Тем не менее моя задача еще не была решена. Мне пока не удавалось раскрыть мотивы преступления. Некоторые мои товарищи были почти уверены, что преступник обычный псих, который время от времени впадает в невменяемое состояние. Ну действительно, кому может прийти в голову убить депутата? Они подтверждали свою теорию тем, что на все вопросы преступник в ответ произносил лишь одно слово: «Справедливость», а потом опускал голову и замолкал, и больше от него ничего нельзя было добиться.

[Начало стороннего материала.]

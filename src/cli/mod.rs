//! CLI command handlers

pub mod commands;

pub use commands::{check, plan, push};
//! Dependency graph and scheduling tests

use fieldsmith::core::DependencyGraph;
use fieldsmith::error::FieldsmithError;
use fieldsmith::types::{FieldRow, FieldTable, FieldType};
use pretty_assertions::assert_eq;

fn row(index: usize, formula: Option<&str>, condition: Option<&str>) -> FieldRow {
    FieldRow {
        index,
        section_index: 1,
        field_index: index as u32 + 1,
        field_type: if formula.is_some() {
            FieldType::CalculationsAndLogic
        } else {
            FieldType::TextInput
        },
        label: format!("field_{index}"),
        options: Vec::new(),
        formula: formula.map(String::from),
        display_condition: condition.map(String::from),
        allowed_file_types: Vec::new(),
        required: false,
        field_name: None,
    }
}

fn table(specs: &[(Option<&str>, Option<&str>)]) -> FieldTable {
    FieldTable::new(
        specs
            .iter()
            .enumerate()
            .map(|(index, (formula, condition))| row(index, *formula, *condition))
            .collect(),
    )
}

// ═══════════════════════════════════════════════════════════════════════════
// SCHEDULING TESTS
// ═══════════════════════════════════════════════════════════════════════════

#[test]
fn test_chain_schedule() {
    // Row 1 references row 0 ({2}), row 2 references row 1 ({3})
    let table = table(&[(None, None), (Some("{2}+1"), None), (Some("{3}*2"), None)]);
    let graph = DependencyGraph::build(&table).unwrap();
    assert_eq!(graph.schedule().unwrap(), vec![0, 1, 2]);
}

#[test]
fn test_independent_rows_schedule_ascending() {
    let table = table(&[(None, None), (None, None), (None, None), (None, None)]);
    let graph = DependencyGraph::build(&table).unwrap();
    assert_eq!(graph.schedule().unwrap(), vec![0, 1, 2, 3]);
}

#[test]
fn test_dependency_always_precedes_dependent() {
    // Diamond: rows 1 and 2 reference row 0, row 3 references rows 1 and 2
    let table = table(&[
        (None, None),
        (Some("{2}*2"), None),
        (Some("{2}+5"), None),
        (Some("{3}-{4}"), None),
    ]);
    let graph = DependencyGraph::build(&table).unwrap();
    let order = graph.schedule().unwrap();

    let position = |target: usize| order.iter().position(|&row| row == target).unwrap();
    for (dependent, dependencies) in [(1, vec![0]), (2, vec![0]), (3, vec![1, 2])] {
        for dependency in dependencies {
            assert!(
                position(dependency) < position(dependent),
                "row {dependency} must be created before row {dependent}, got {order:?}"
            );
        }
    }
}

#[test]
fn test_schedule_is_reproducible() {
    let table = table(&[
        (None, None),
        (Some("{2}"), None),
        (None, None),
        (Some("{4}+{2}"), None),
    ]);
    let graph = DependencyGraph::build(&table).unwrap();
    assert_eq!(graph.schedule().unwrap(), graph.schedule().unwrap());
}

#[test]
fn test_reference_in_display_condition_creates_edge() {
    // Row 1 has no formula, but its display condition references row 0
    let table = table(&[(None, None), (None, Some("{2} > 100"))]);
    let graph = DependencyGraph::build(&table).unwrap();

    assert_eq!(graph.dependencies_of(1), vec![0]);
    assert_eq!(graph.schedule().unwrap(), vec![0, 1]);
}

#[test]
fn test_dependency_free_rows_are_still_scheduled() {
    let table = table(&[(None, None), (Some("{2}"), None), (None, None)]);
    let graph = DependencyGraph::build(&table).unwrap();
    let order = graph.schedule().unwrap();
    assert_eq!(order.len(), 3);
    assert!(order.contains(&2));
}

// ═══════════════════════════════════════════════════════════════════════════
// CYCLE TESTS
// ═══════════════════════════════════════════════════════════════════════════

#[test]
fn test_mutual_reference_is_a_cycle() {
    // Row 0 references row 1 ({3}) and row 1 references row 0 ({2})
    let table = table(&[(Some("{3}"), None), (Some("{2}"), None)]);
    let graph = DependencyGraph::build(&table).unwrap();

    match graph.schedule() {
        Err(FieldsmithError::DependencyCycle(message)) => {
            assert!(message.contains('0') && message.contains('1'));
        }
        other => panic!("expected a dependency cycle, got {other:?}"),
    }
}

#[test]
fn test_self_reference_is_a_cycle() {
    // Row 1's token is {3}; referencing it from its own formula is the
    // minimal cycle
    let table = table(&[(None, None), (Some("{3}*2"), None)]);
    let graph = DependencyGraph::build(&table).unwrap();
    assert!(matches!(
        graph.schedule(),
        Err(FieldsmithError::DependencyCycle(_))
    ));
}

#[test]
fn test_cycle_error_names_a_row_in_the_cycle() {
    // Rows 1 and 2 reference each other; row 0 is independent
    let table = table(&[(None, None), (Some("{4}"), None), (Some("{3}"), None)]);
    let graph = DependencyGraph::build(&table).unwrap();

    match graph.schedule() {
        Err(FieldsmithError::DependencyCycle(message)) => {
            assert!(message.contains('1') || message.contains('2'));
        }
        other => panic!("expected a dependency cycle, got {other:?}"),
    }
}

// ═══════════════════════════════════════════════════════════════════════════
// MALFORMED REFERENCE TESTS
// ═══════════════════════════════════════════════════════════════════════════

#[test]
fn test_out_of_range_reference_is_rejected_at_build() {
    let table = table(&[(None, None), (Some("{99}+1"), None)]);

    match DependencyGraph::build(&table) {
        Err(FieldsmithError::MalformedReference(message)) => {
            assert!(message.contains("{99}"));
            assert!(message.contains("field_1"));
        }
        other => panic!("expected a malformed reference, got {other:?}"),
    }
}

#[test]
fn test_token_below_offset_is_rejected_at_build() {
    // {1} would name row -1; no row can ever have that token
    let table = table(&[(Some("{1}"), None), (None, None)]);
    assert!(matches!(
        DependencyGraph::build(&table),
        Err(FieldsmithError::MalformedReference(_))
    ));
}

#[test]
fn test_out_of_range_reference_in_condition_is_rejected() {
    let table = table(&[(None, Some("{42} == 'yes'"))]);
    assert!(matches!(
        DependencyGraph::build(&table),
        Err(FieldsmithError::MalformedReference(_))
    ));
}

Эта теория была соблазнительной, но уж слишком простой и удобной для всех. Ведь даже если предположить, что убийца сумасшедший, оставалось еще много неясного. Почему он, скажем, убивал других, вместо того, чтобы покончить с собой? И если действительно у него был приступ буйного помешательства, почему он не убил первого попавшегося ему водителя или продавца? Почему избрал своей жертвой дона Вентуру? Что толкнуло его на совершение преступления? Как видите, эта теория объясняет далеко не все.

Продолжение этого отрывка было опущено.